WHAT THIS TASK INVOLVES: Transcribe each record below word for word.

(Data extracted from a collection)
==========

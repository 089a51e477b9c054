#![forbid(unsafe_code)]

//! Sorted, value-addressed entity storage.
//!
//! A [`SortedCollection`] keeps its entities ordered by [`EntityKey`] and
//! holds at most one entity per key. Lookups go through binary search on
//! the key, so a stored clone can always find its live counterpart even
//! after the live object's payload (sustain, flags, length) has changed.

use crate::entity::{Entity, EntityKey, Tick};

/// Entities kept sorted by identity key, unique per key.
#[derive(Debug, Clone, Default, PartialEq, Eq)]
pub struct SortedCollection {
    items: Vec<Entity>,
}

impl SortedCollection {
    #[must_use]
    pub fn new() -> Self {
        Self::default()
    }

    #[must_use]
    pub fn len(&self) -> usize {
        self.items.len()
    }

    #[must_use]
    pub fn is_empty(&self) -> bool {
        self.items.is_empty()
    }

    #[must_use]
    pub fn get(&self, index: usize) -> Option<&Entity> {
        self.items.get(index)
    }

    pub fn iter(&self) -> std::slice::Iter<'_, Entity> {
        self.items.iter()
    }

    #[must_use]
    pub fn as_slice(&self) -> &[Entity] {
        &self.items
    }

    /// Index of the live entity matching `entity` by key.
    #[must_use]
    pub fn locate(&self, entity: &Entity) -> Option<usize> {
        self.search(&entity.key()).ok()
    }

    /// Insert `entity` in key order.
    ///
    /// An entity already stored under the same key is replaced and returned.
    pub fn insert(&mut self, entity: Entity) -> Option<Entity> {
        match self.search(&entity.key()) {
            Ok(index) => Some(std::mem::replace(&mut self.items[index], entity)),
            Err(index) => {
                self.items.insert(index, entity);
                None
            }
        }
    }

    /// Remove the live entity matching `entity` by key.
    pub fn remove(&mut self, entity: &Entity) -> Option<Entity> {
        let index = self.locate(entity)?;
        Some(self.items.remove(index))
    }

    /// Entities positioned at exactly `position`.
    #[must_use]
    pub fn at_position(&self, position: Tick) -> &[Entity] {
        let start = self.items.partition_point(|e| e.position() < position);
        let end = self.items.partition_point(|e| e.position() <= position);
        &self.items[start..end]
    }

    fn search(&self, key: &EntityKey<'_>) -> Result<usize, usize> {
        self.items.binary_search_by(|probe| probe.key().cmp(key))
    }
}

impl<'a> IntoIterator for &'a SortedCollection {
    type Item = &'a Entity;
    type IntoIter = std::slice::Iter<'a, Entity>;

    fn into_iter(self) -> Self::IntoIter {
        self.items.iter()
    }
}

impl FromIterator<Entity> for SortedCollection {
    fn from_iter<I: IntoIterator<Item = Entity>>(iter: I) -> Self {
        let mut collection = Self::new();
        for entity in iter {
            collection.insert(entity);
        }
        collection
    }
}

==========

PROBLEM SOLUTION:
repository 089a51e477b9c054
#![forbid(unsafe_code)]

//! Sorted, value-addressed entity storage.
//!
//! A [`SortedCollection`] keeps its entities ordered by [`EntityKey`] and
//! holds at most one entity per key. Lookups go through binary search on
//! the key, so a stored clone can always find its live counterpart even
//! after the live object's payload (sustain, flags, length) has changed.

use crate::entity::{Entity, EntityKey, Tick};

/// Entities kept sorted by identity key, unique per key.
#[derive(Debug, Clone, Default, PartialEq, Eq)]
pub struct SortedCollection {
    items: Vec<Entity>,
}

impl SortedCollection {
    #[must_use]
    pub fn new() -> Self {
        Self::default()
    }

    #[must_use]
    pub fn len(&self) -> usize {
        self.items.len()
    }

    #[must_use]
    pub fn is_empty(&self) -> bool {
        self.items.is_empty()
    }

    #[must_use]
    pub fn get(&self, index: usize) -> Option<&Entity> {
        self.items.get(index)
    }

    pub fn iter(&self) -> std::slice::Iter<'_, Entity> {
        self.items.iter()
    }

    #[must_use]
    pub fn as_slice(&self) -> &[Entity] {
        &self.items
    }

    /// Index of the live entity matching `entity` by key.
    #[must_use]
    pub fn locate(&self, entity: &Entity) -> Option<usize> {
        self.search(&entity.key()).ok()
    }

    /// Insert `entity` in key order.
    ///
    /// An entity already stored under the same key is replaced and returned.
    pub fn insert(&mut self, entity: Entity) -> Option<Entity> {
        match self.search(&entity.key()) {
            Ok(index) => Some(std::mem::replace(&mut self.items[index], entity)),
            Err(index) => {
                self.items.insert(index, entity);
                None
            }
        }
    }

    /// Remove the live entity matching `entity` by key.
    pub fn remove(&mut self, entity: &Entity) -> Option<Entity> {
        let index = self.locate(entity)?;
        Some(self.items.remove(index))
    }

    /// Entities positioned at exactly `position`.
    #[must_use]
    pub fn at_position(&self, position: Tick) -> &[Entity] {
        let start = self.items.partition_point(|e| e.position() < position);
        let end = self.items.partition_point(|e| e.position() <= position);
        &self.items[start..end]
    }

    fn search(&self, key: &EntityKey<'_>) -> Result<usize, usize> {
        self.items.binary_search_by(|probe| probe.key().cmp(key))
    }
}

impl<'a> IntoIterator for &'a SortedCollection {
    type Item = &'a Entity;
    type IntoIter = std::slice::Iter<'a, Entity>;

    fn into_iter(self) -> Self::IntoIter {
        self.items.iter()
    }
}

impl FromIterator<Entity> for SortedCollection {
    fn from_iter<I: IntoIterator<Item = Entity>>(iter: I) -> Self {
        let mut collection = Self::new();
        for entity in iter {
            collection.insert(entity);
        }
        collection
    }
}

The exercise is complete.